Task directions
The count of lines below that include the string "struct" is the whole answer.

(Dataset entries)
※ ※ ※

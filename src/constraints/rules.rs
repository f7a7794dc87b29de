//! Built-in constraint rules.
//!
//! # Rules
//!
//! - **Double-booking** (hard): one person, two overlapping tasks.
//! - **Availability mismatch** (hard): assignment against a declared
//!   `NONE`/`AM`/`PM` slot.
//! - **Distribution fairness** (soft): statistical workload-imbalance
//!   advisory.
//!
//! All rules skip records they cannot interpret (dangling task references,
//! malformed times) instead of guessing; data-integrity reporting belongs
//! to the storage layer, not here.

use std::collections::{BTreeMap, BTreeSet};

use crate::metrics::{self, DistributionConfig};
use crate::models::{
    Assignment, AvailabilitySlot, ConstraintLevel, MinuteWindow, RuleViolation, Task, TaskStatus,
};
use crate::snapshot::DomainSnapshot;

use super::{Constraint, ConstraintError, RuleContext};

fn exempt_from_conflicts(task: &Task, exempt_postponed: bool) -> bool {
    match task.status {
        TaskStatus::Cancelled => true,
        TaskStatus::Postponed => exempt_postponed,
        TaskStatus::Scheduled => false,
    }
}

// ======================== Double-booking ========================

/// Detects one person assigned to two tasks with overlapping windows on
/// the same date.
///
/// Two assignments of the same person to the *same* task are a
/// duplicate-assignment data error, not a double-booking, and are ignored
/// here. Cancelled tasks never conflict; postponed tasks are exempt by
/// default and configurable via [`with_exempt_postponed`](Self::with_exempt_postponed).
#[derive(Debug, Clone, PartialEq)]
pub struct DoubleBooking {
    /// Assumed duration (minutes) for tasks with a start time but no end time.
    pub default_duration_min: i64,
    /// Whether postponed tasks are exempt from conflict detection.
    pub exempt_postponed: bool,
}

impl Default for DoubleBooking {
    fn default() -> Self {
        Self {
            default_duration_min: 120,
            exempt_postponed: true,
        }
    }
}

impl DoubleBooking {
    /// Sets the default duration for open-ended tasks.
    pub fn with_default_duration_min(mut self, minutes: i64) -> Self {
        self.default_duration_min = minutes;
        self
    }

    /// Sets whether postponed tasks are exempt.
    pub fn with_exempt_postponed(mut self, exempt: bool) -> Self {
        self.exempt_postponed = exempt;
        self
    }
}

impl Constraint for DoubleBooking {
    fn id(&self) -> &str {
        "double-booking"
    }

    fn level(&self) -> ConstraintLevel {
        ConstraintLevel::Hard
    }

    fn description(&self) -> &str {
        "one person assigned to two tasks with overlapping time windows"
    }

    fn evaluate(
        &self,
        context: &RuleContext,
        snapshot: &DomainSnapshot,
    ) -> Result<Vec<RuleViolation>, ConstraintError> {
        let idx = snapshot.index();

        // Per-person list of (assignment, task, resolved window).
        let mut by_person: BTreeMap<&str, Vec<(&Assignment, &Task, MinuteWindow)>> =
            BTreeMap::new();
        for assignment in &snapshot.assignments {
            let Some(task) = idx.task(&assignment.task_id) else {
                continue;
            };
            if exempt_from_conflicts(task, self.exempt_postponed) {
                continue;
            }
            let Some(window) = task.window(self.default_duration_min) else {
                continue;
            };
            by_person
                .entry(assignment.person_id.as_str())
                .or_default()
                .push((assignment, task, window));
        }

        type SortKey = (String, String, String, String);
        let mut found: Vec<(SortKey, RuleViolation)> = Vec::new();

        for (person_id, mut entries) in by_person {
            // Canonical pair order: earlier date/start/task first, so the
            // same conflict yields the same violation regardless of
            // snapshot insertion order.
            entries.sort_by(|(aa, at, aw), (ba, bt, bw)| {
                at.date
                    .cmp(&bt.date)
                    .then(aw.start_min.cmp(&bw.start_min))
                    .then(at.id.cmp(&bt.id))
                    .then(aa.id.cmp(&ba.id))
            });

            for i in 0..entries.len() {
                let (a1, t1, w1) = entries[i];
                for (a2, t2, w2) in &entries[i + 1..] {
                    if t2.date != t1.date {
                        break; // sorted by date; no later entry can coincide
                    }
                    if t2.id == t1.id {
                        continue;
                    }
                    if !w1.overlaps(w2) {
                        continue;
                    }
                    let label = idx.person_label(person_id);
                    let message = format!(
                        "{label} is double-booked on {}: task {} ({w1}) overlaps task {} ({w2})",
                        t1.date, t1.id, t2.id,
                    );
                    let violation = RuleViolation::hard(
                        message,
                        vec![a1.id.clone(), a2.id.clone()],
                        context.timestamp.clone(),
                    );
                    let key = (
                        t1.date.clone(),
                        person_id.to_string(),
                        t1.id.clone(),
                        t2.id.clone(),
                    );
                    found.push((key, violation));
                }
            }
        }

        found.sort_by(|(a, _), (b, _)| a.cmp(b));
        Ok(found.into_iter().map(|(_, v)| v).collect())
    }
}

// ======================== Availability mismatch ========================

/// Flags assignments that contradict the person's declared availability.
///
/// A `NONE` slot always conflicts. `AM`/`PM` slots conflict only when the
/// task window falls entirely within the opposite half of the day. No
/// record for the date means "unknown", which is permissive.
#[derive(Debug, Clone, PartialEq)]
pub struct AvailabilityMismatch {
    /// Assumed duration (minutes) for tasks with a start time but no end time.
    pub default_duration_min: i64,
    /// Whether postponed tasks are exempt from conflict detection.
    pub exempt_postponed: bool,
}

impl Default for AvailabilityMismatch {
    fn default() -> Self {
        Self {
            default_duration_min: 120,
            exempt_postponed: true,
        }
    }
}

impl AvailabilityMismatch {
    /// Sets the default duration for open-ended tasks.
    pub fn with_default_duration_min(mut self, minutes: i64) -> Self {
        self.default_duration_min = minutes;
        self
    }

    /// Sets whether postponed tasks are exempt.
    pub fn with_exempt_postponed(mut self, exempt: bool) -> Self {
        self.exempt_postponed = exempt;
        self
    }
}

impl Constraint for AvailabilityMismatch {
    fn id(&self) -> &str {
        "availability-mismatch"
    }

    fn level(&self) -> ConstraintLevel {
        ConstraintLevel::Hard
    }

    fn description(&self) -> &str {
        "assignment contradicts the person's declared availability slot"
    }

    fn evaluate(
        &self,
        context: &RuleContext,
        snapshot: &DomainSnapshot,
    ) -> Result<Vec<RuleViolation>, ConstraintError> {
        let idx = snapshot.index();

        type SortKey = (String, String, String, String);
        let mut found: Vec<(SortKey, RuleViolation)> = Vec::new();

        for assignment in &snapshot.assignments {
            let Some(task) = idx.task(&assignment.task_id) else {
                continue;
            };
            if exempt_from_conflicts(task, self.exempt_postponed) {
                continue;
            }
            let Some(record) = idx.availability(&assignment.person_id, &task.date) else {
                continue; // absence is not denial
            };

            let label = idx.person_label(&assignment.person_id);
            let message = match record.slot {
                AvailabilitySlot::Full => continue,
                AvailabilitySlot::None => format!(
                    "{label} is marked NONE on {} but is assigned to task {}",
                    task.date, task.id,
                ),
                AvailabilitySlot::Am | AvailabilitySlot::Pm => {
                    let Some(window) = task.window(self.default_duration_min) else {
                        continue;
                    };
                    if record.slot.permits(&window) {
                        continue;
                    }
                    format!(
                        "{label} is only available {} on {} but task {} runs {window}",
                        record.slot, task.date, task.id,
                    )
                }
            };

            let violation = RuleViolation::hard(
                message,
                vec![assignment.id.clone()],
                context.timestamp.clone(),
            );
            let key = (
                task.date.clone(),
                assignment.person_id.clone(),
                task.id.clone(),
                assignment.id.clone(),
            );
            found.push((key, violation));
        }

        found.sort_by(|(a, _), (b, _)| a.cmp(b));
        Ok(found.into_iter().map(|(_, v)| v).collect())
    }
}

// ======================== Distribution fairness ========================

/// Advisory rule flagging persons whose assignment count sits far above
/// the population mean.
///
/// The fairness population is every person with at least one availability
/// record in the window implied by the snapshot's task date range; people
/// who never signed up are not penalized for a count of zero. A person is
/// flagged when their count exceeds `mean + k * stddev` and differs from
/// the mean by at least `min_gap` assignments (the gap floor keeps tiny
/// datasets from producing noise).
#[derive(Debug, Clone, PartialEq)]
pub struct DistributionFairness {
    /// Standard-deviation multiplier for the outlier threshold.
    pub k: f64,
    /// Minimum absolute distance from the mean before flagging.
    pub min_gap: f64,
    /// Counting policy shared with the metric calculator.
    pub distribution: DistributionConfig,
}

impl Default for DistributionFairness {
    fn default() -> Self {
        Self {
            k: 1.5,
            min_gap: 3.0,
            distribution: DistributionConfig::default(),
        }
    }
}

impl DistributionFairness {
    /// Sets the standard-deviation multiplier.
    pub fn with_k(mut self, k: f64) -> Self {
        self.k = k;
        self
    }

    /// Sets the minimum absolute gap from the mean.
    pub fn with_min_gap(mut self, min_gap: f64) -> Self {
        self.min_gap = min_gap;
        self
    }

    /// Sets the counting policy.
    pub fn with_distribution(mut self, distribution: DistributionConfig) -> Self {
        self.distribution = distribution;
        self
    }

    fn is_counted(&self, task: &Task) -> bool {
        !task.is_cancelled() || self.distribution.count_cancelled
    }
}

impl Constraint for DistributionFairness {
    fn id(&self) -> &str {
        "distribution-fairness"
    }

    fn level(&self) -> ConstraintLevel {
        ConstraintLevel::Soft
    }

    fn description(&self) -> &str {
        "workload concentrated on few persons relative to the population"
    }

    fn evaluate(
        &self,
        context: &RuleContext,
        snapshot: &DomainSnapshot,
    ) -> Result<Vec<RuleViolation>, ConstraintError> {
        let Some((start, end)) = snapshot.task_date_range() else {
            return Ok(Vec::new());
        };

        let computed = metrics::calculate(snapshot, start, end, &self.distribution);
        let counts: BTreeMap<&str, u32> = computed
            .iter()
            .map(|m| (m.person_id.as_str(), m.total_assignments))
            .collect();

        let population: BTreeSet<&str> = snapshot
            .availability
            .iter()
            .filter(|record| record.date.as_str() >= start && record.date.as_str() <= end)
            .map(|record| record.person_id.as_str())
            .collect();
        if population.is_empty() {
            return Ok(Vec::new());
        }

        let n = population.len() as f64;
        let mean = population
            .iter()
            .map(|p| f64::from(counts.get(p).copied().unwrap_or(0)))
            .sum::<f64>()
            / n;
        let variance = population
            .iter()
            .map(|p| {
                let count = f64::from(counts.get(p).copied().unwrap_or(0));
                (count - mean) * (count - mean)
            })
            .sum::<f64>()
            / n;
        let threshold = mean + self.k * variance.sqrt();

        let idx = snapshot.index();
        let mut violations = Vec::new();
        for person_id in population {
            let count = counts.get(person_id).copied().unwrap_or(0);
            let count_f = f64::from(count);
            if count_f <= threshold || count_f - mean < self.min_gap {
                continue;
            }

            // The person's counted assignments in the window, for the
            // caller to highlight.
            let affected: Vec<String> = snapshot
                .assignments
                .iter()
                .filter(|a| a.person_id == person_id)
                .filter(|a| {
                    idx.task(&a.task_id).is_some_and(|task| {
                        self.is_counted(task)
                            && task.date.as_str() >= start
                            && task.date.as_str() <= end
                    })
                })
                .map(|a| a.id.clone())
                .collect();

            let label = idx.person_label(person_id);
            violations.push(RuleViolation::soft(
                format!(
                    "{label} has {count} assignments between {start} and {end} \
                     (population mean {mean:.1})"
                ),
                affected,
                context.timestamp.clone(),
            ));
        }

        Ok(violations)
    }
}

※ ※ ※

Answer space
3